#### [Goal of the exercise]
Below are the records; output them exactly from the first line through the line with "pub type CornerUvs = [[f32; 2]; 3];", stopping there.

#### [Stored records]

# # # #

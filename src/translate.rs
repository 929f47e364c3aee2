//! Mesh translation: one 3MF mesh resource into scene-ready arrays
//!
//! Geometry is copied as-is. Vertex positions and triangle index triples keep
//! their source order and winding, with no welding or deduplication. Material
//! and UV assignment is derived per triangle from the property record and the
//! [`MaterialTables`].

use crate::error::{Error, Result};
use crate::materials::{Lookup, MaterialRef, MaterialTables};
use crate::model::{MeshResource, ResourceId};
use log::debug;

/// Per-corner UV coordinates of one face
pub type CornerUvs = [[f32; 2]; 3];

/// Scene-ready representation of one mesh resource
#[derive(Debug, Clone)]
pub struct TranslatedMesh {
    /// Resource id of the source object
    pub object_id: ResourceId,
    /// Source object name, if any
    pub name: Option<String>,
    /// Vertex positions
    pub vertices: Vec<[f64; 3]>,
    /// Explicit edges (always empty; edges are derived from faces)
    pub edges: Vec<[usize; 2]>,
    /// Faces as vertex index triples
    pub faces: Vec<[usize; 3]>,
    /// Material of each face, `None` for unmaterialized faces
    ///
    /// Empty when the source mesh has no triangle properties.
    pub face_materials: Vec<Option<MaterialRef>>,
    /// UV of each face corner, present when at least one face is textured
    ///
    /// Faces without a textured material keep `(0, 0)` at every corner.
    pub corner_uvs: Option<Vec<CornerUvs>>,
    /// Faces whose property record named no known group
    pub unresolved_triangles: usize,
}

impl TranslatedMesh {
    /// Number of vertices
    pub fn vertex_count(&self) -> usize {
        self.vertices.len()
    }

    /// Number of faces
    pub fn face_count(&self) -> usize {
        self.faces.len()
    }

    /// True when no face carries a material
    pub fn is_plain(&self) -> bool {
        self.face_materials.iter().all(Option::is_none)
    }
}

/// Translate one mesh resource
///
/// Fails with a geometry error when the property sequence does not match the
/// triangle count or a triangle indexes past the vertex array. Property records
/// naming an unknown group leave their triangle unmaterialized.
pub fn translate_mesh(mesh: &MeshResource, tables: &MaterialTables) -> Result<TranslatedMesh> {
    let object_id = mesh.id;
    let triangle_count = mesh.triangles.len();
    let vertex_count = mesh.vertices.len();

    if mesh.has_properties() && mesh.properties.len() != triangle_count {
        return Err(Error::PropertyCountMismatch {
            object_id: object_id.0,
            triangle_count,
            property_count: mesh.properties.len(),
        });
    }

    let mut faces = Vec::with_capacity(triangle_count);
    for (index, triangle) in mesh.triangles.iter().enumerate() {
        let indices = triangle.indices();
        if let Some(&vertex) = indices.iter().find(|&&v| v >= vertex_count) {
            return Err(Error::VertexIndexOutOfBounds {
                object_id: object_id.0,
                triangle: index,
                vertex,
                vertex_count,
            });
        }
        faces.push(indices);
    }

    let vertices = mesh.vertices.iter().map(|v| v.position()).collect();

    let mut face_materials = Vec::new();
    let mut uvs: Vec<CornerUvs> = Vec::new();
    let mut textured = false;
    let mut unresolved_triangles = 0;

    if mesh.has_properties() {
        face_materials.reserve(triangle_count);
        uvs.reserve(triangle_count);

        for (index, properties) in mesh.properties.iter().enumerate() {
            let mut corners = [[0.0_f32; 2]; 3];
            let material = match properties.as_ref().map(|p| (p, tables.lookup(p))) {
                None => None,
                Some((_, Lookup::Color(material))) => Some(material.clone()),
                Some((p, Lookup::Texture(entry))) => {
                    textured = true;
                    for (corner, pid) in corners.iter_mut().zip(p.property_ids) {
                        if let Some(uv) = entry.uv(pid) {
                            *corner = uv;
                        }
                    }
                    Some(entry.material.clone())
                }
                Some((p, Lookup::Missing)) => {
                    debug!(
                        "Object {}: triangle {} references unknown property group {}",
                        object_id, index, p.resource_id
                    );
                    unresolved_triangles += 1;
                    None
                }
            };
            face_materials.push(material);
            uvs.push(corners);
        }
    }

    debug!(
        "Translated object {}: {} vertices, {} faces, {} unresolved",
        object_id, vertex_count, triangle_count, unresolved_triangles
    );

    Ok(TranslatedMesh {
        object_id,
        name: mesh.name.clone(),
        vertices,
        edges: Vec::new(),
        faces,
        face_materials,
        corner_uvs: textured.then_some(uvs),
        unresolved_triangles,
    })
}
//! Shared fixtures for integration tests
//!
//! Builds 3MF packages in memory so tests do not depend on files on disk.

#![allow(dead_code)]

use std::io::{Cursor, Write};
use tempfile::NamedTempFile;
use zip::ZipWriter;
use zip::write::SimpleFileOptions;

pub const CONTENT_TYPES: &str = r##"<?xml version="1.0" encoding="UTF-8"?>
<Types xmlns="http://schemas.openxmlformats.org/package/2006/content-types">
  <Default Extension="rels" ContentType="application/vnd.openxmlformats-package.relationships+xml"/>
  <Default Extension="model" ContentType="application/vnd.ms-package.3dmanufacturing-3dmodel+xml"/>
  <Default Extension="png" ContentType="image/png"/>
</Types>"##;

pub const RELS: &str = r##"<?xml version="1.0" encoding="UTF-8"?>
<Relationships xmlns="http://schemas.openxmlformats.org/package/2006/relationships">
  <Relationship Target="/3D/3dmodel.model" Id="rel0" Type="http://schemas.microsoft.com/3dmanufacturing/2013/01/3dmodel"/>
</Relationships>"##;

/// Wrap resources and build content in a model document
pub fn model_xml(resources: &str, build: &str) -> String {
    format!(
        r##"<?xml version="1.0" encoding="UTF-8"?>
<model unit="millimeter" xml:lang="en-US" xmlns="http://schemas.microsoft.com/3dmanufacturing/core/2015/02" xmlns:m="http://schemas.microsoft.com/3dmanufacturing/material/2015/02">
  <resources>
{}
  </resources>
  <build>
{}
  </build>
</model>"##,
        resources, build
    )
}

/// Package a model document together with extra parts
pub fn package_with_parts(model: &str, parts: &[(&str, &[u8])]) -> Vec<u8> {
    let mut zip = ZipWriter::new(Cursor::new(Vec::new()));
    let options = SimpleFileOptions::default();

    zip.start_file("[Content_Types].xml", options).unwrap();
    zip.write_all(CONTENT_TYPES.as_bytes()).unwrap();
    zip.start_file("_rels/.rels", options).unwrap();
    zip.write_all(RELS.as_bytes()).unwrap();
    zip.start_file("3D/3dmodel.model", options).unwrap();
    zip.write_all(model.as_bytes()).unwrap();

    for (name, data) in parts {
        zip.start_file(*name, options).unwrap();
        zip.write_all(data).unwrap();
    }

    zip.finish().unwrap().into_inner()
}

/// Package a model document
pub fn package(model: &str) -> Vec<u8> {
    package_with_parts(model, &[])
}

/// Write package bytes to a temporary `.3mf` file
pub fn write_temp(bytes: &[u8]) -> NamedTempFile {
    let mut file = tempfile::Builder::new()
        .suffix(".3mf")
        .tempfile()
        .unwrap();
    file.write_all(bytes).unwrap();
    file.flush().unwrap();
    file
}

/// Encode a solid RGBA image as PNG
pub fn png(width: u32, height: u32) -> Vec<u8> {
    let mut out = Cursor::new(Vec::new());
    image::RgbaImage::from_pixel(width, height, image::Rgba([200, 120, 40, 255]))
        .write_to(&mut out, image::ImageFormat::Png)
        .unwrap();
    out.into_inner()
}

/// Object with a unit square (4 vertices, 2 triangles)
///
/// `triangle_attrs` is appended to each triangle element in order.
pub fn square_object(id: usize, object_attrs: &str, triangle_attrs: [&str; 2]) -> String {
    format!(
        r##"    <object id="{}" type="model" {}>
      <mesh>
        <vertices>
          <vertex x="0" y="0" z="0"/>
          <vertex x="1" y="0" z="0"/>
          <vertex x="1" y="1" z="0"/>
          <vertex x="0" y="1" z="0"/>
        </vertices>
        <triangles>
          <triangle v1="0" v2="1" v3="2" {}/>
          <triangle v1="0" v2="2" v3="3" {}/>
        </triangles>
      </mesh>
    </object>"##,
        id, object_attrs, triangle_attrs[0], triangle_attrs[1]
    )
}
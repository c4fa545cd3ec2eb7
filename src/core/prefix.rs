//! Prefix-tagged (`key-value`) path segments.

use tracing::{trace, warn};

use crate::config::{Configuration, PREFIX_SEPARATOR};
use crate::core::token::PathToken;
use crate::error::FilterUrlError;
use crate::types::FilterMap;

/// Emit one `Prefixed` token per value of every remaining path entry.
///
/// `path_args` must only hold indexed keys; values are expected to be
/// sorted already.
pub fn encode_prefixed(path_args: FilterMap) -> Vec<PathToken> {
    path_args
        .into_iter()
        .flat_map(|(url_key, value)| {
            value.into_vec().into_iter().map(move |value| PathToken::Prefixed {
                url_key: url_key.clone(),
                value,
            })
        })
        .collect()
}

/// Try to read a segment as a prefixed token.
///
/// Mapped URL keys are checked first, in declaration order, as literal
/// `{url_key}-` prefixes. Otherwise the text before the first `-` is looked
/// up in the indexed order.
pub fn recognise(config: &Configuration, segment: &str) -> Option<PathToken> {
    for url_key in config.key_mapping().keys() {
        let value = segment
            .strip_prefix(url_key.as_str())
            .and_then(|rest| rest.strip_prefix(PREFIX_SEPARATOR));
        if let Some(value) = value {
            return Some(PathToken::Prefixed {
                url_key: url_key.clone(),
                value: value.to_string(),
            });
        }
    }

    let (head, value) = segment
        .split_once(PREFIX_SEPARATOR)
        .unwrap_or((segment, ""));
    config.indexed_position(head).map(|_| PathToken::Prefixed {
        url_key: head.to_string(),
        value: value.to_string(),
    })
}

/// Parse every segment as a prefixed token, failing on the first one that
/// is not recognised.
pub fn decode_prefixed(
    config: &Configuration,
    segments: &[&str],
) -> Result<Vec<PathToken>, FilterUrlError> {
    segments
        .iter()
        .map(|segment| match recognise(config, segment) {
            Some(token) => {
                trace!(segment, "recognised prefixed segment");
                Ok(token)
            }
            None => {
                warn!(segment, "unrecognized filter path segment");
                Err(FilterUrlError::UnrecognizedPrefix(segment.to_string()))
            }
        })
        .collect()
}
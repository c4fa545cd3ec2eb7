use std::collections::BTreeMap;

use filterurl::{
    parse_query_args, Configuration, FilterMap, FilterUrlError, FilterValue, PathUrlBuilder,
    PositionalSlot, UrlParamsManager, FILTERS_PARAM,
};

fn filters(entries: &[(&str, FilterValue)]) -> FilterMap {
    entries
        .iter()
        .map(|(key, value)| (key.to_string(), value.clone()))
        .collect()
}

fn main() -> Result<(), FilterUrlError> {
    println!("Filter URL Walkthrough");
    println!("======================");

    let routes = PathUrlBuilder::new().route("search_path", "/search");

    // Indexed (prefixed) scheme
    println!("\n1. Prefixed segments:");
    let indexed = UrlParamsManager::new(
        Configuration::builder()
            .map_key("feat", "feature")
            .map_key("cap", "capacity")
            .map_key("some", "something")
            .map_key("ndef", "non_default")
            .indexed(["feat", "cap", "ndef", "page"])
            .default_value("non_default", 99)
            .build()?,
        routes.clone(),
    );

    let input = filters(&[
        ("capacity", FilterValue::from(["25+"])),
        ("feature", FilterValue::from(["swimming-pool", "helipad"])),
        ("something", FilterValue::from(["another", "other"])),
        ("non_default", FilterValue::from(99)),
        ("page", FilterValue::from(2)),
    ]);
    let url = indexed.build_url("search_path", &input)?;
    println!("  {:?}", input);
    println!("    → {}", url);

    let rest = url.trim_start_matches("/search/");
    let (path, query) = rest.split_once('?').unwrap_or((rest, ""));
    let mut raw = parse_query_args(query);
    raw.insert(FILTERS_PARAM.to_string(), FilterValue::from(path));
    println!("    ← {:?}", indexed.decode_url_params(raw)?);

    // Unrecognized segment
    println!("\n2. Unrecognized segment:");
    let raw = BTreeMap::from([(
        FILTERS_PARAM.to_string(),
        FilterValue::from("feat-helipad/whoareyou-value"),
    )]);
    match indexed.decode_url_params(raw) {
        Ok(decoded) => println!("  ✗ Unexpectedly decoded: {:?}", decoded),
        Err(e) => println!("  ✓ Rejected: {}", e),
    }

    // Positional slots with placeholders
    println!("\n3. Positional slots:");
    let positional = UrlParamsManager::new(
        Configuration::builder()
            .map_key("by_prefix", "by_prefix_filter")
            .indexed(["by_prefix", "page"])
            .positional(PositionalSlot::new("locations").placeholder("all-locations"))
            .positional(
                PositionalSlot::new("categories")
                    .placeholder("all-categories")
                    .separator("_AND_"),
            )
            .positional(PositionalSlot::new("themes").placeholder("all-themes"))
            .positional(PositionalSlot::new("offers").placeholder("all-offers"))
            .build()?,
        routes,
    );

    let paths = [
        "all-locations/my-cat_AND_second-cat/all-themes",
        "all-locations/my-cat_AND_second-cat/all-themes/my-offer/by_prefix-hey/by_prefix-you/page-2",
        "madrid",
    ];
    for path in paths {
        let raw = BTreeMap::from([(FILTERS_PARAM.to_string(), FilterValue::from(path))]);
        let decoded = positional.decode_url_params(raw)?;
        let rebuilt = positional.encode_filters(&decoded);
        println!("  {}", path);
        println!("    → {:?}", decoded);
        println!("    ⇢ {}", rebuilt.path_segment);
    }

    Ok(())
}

# # # #

#### [Output for this exercise]
filename src/translate.rs
repository 929f47e364c3aee2
//! Mesh translation: one 3MF mesh resource into scene-ready arrays
//!
//! Geometry is copied as-is. Vertex positions and triangle index triples keep
//! their source order and winding, with no welding or deduplication. Material
//! and UV assignment is derived per triangle from the property record and the
//! [`MaterialTables`].

use crate::error::{Error, Result};
use crate::materials::{Lookup, MaterialRef, MaterialTables};
use crate::model::{MeshResource, ResourceId};
use log::debug;

/// Per-corner UV coordinates of one face
pub type CornerUvs = [[f32; 2]; 3];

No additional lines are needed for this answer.